Like all academics, I’m a curious person and like to read stuff in my areas of interest for no particular purpose – other than idle nerdery. I want to record some of this reading, but I don’t want to invest too much effort in the note taking process. Notes with no obvious purpose are the most difficult to manage. They are why a database still has a place in your arsenal of organising tools. In fact, you’ll probably need more than one database tool to manage academic work.

I use Pocket to clip things from the web and I don’t even bother tagging or filing this information. I indiscriminately grab everything interesting, then run a search in there if I have a specific problem to solve. I am still using OmniFocus to organise my email and projects, and I use the notes pane there to take notes of meetings.

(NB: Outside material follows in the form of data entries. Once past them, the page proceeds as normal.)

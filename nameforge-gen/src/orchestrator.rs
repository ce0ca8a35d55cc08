//! Generation orchestrator
//!
//! Drives one request through the pipeline:
//!
//! 1. Validate and open a new filter generation
//! 2. Gather context concurrently through the fallback manager
//!    (vocabulary, genre, mood, LLM name suggestions)
//! 3. Build per-request word pools and pick a theme
//! 4. Take AI suggestions, then run the bounded pattern loop
//! 5. Salvage and pad when the filter exhausts the budget
//! 6. Optimize for variety and attach metadata
//!
//! Provider failures never surface here as errors; they degrade the output
//! to static vocabulary and static names instead.

use crate::cache::CacheStats;
use crate::error::GenerationError;
use crate::fallback::{DomainStats, FallbackManager, ProviderHealth, ResolveError, ResolveOptions};
use crate::filter::{FilterStats, WordFilter};
use crate::genre_matrix::GenreMatrix;
use crate::genres::canonicalize;
use crate::params::{OrchestratorParams, PipelineParams};
use crate::patterns::{
    resolve_word_count, select_theme, GenerationContext, PatternCategory, PatternLibrary,
    PatternSelector, SelectionCriteria,
};
use crate::phonetic::{PhoneticAnalyzer, PhoneticScore};
use crate::random::RandomSource;
use crate::types::{
    CandidateSource, ContentType, Domain, GenerationRequest, GenerationResponse, GenerationResult,
    ResponseMetadata, VocabularyTerm, WordCount,
};
use crate::variety::VarietyOptimizer;
use crate::words::static_pool::{static_names, structured_phrase};
use crate::words::{WordPools, WordStores};
use futures::future::join_all;
use serde::Serialize;
use std::collections::{BTreeMap, HashMap, HashSet};
use std::sync::Arc;
use std::time::Instant;
use tracing::{debug, info, warn};
use uuid::Uuid;

/// Terms requested from vocabulary lookups
const VOCABULARY_RESULTS: usize = 30;

#[derive(Debug, Clone, Copy, PartialEq, Eq)]
enum LookupKind {
    Vocabulary,
    Names,
}

struct Lookup {
    kind: LookupKind,
    domain: Domain,
    query: String,
    options: ResolveOptions,
}

/// Everything the context lookups produced
#[derive(Debug, Default)]
struct RequestContext {
    terms: Vec<VocabularyTerm>,
    ai_names: Vec<String>,
    fallback_chain: Vec<String>,
    used_fallback: bool,
}

struct Instantiated {
    name: String,
    source: CandidateSource,
    phonetic: PhoneticScore,
}

/// Health, statistics and filter state in one serializable view
#[derive(Debug, Clone, Serialize)]
#[serde(rename_all = "camelCase")]
pub struct PipelineSnapshot {
    pub providers: HashMap<String, ProviderHealth>,
    pub fallback: BTreeMap<Domain, DomainStats>,
    pub filter: FilterStats,
    pub phonetic_cache: CacheStats,
    pub emergency_cache_entries: usize,
}

/// Song titles ordered for performance: opener first, closer last
#[derive(Debug, Clone, Serialize)]
pub struct SetList {
    pub tracks: Vec<GenerationResult>,
    pub metadata: ResponseMetadata,
}

fn source_for(category: PatternCategory, has_context: bool) -> CandidateSource {
    if !has_context {
        return CandidateSource::StaticFallback;
    }
    match category {
        PatternCategory::Dynamic => CandidateSource::DynamicPattern,
        PatternCategory::Fused => CandidateSource::FusedPattern,
        _ => CandidateSource::Pattern,
    }
}

fn default_topic(content_type: ContentType) -> &'static str {
    match content_type {
        ContentType::Band => "music",
        ContentType::Song => "song",
    }
}

pub struct Orchestrator {
    params: OrchestratorParams,
    fallback: Arc<FallbackManager>,
    filter: Arc<WordFilter>,
    phonetic: Arc<PhoneticAnalyzer>,
    optimizer: VarietyOptimizer,
    selector: PatternSelector,
    stores: Arc<WordStores>,
    rng: Arc<dyn RandomSource>,
}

I use Notion to keep my professional contact list organised. I think this is the best of the structured databases I’ve tried because it’s essentially a personal wikipedia. I don’t use Notion for my own notes as I have gone back to hand writing (see below), but if you hate hand writing, like my son, it’s worth a try. I introduced Thesiswhisperer Jnr to Notion when he started Uni and he happily uses it for all his lecture notes. I have observed him turning these notes into writing and it seems to work well for that purpose.

For a long time I used Endnote for random thoughts and ideas, but lately retired it because paper works just as well –  maybe even better (gasp!). My friend and ‘On the Reg’ Podcast colleague, Dr Jason Downs started using the Bullet Journal method or #bujo. I always copy Jason, so I bought myself a notebook, sharpened a pencil and got to work.

I’ve found the #bujo extremely useful for jotting notes, drawing diagrams and maintaining daily to do lists. I often write notes in there that I end up transfering into presentations and papers. It’s not the purpose of this post to tell you exactly how to implement the #bujo method for yourself. There are vast amounts written about it and some helpful videos on the Bullet Journal Youtube channel, like this one:

My only #bujo suggestion is to start simply.

The key difference between the #bujo and a normal notebookis that a #bujo has numbered pages and an index at the front. Even if you only implement this page numbering principle, it will make your notebooks 1000 times more useful and no longer the place where ideas go to die! If you want to hear more about the #bujo method, tune in to the On The Reg podcast that was released in early April – Jason and I discuss it at length.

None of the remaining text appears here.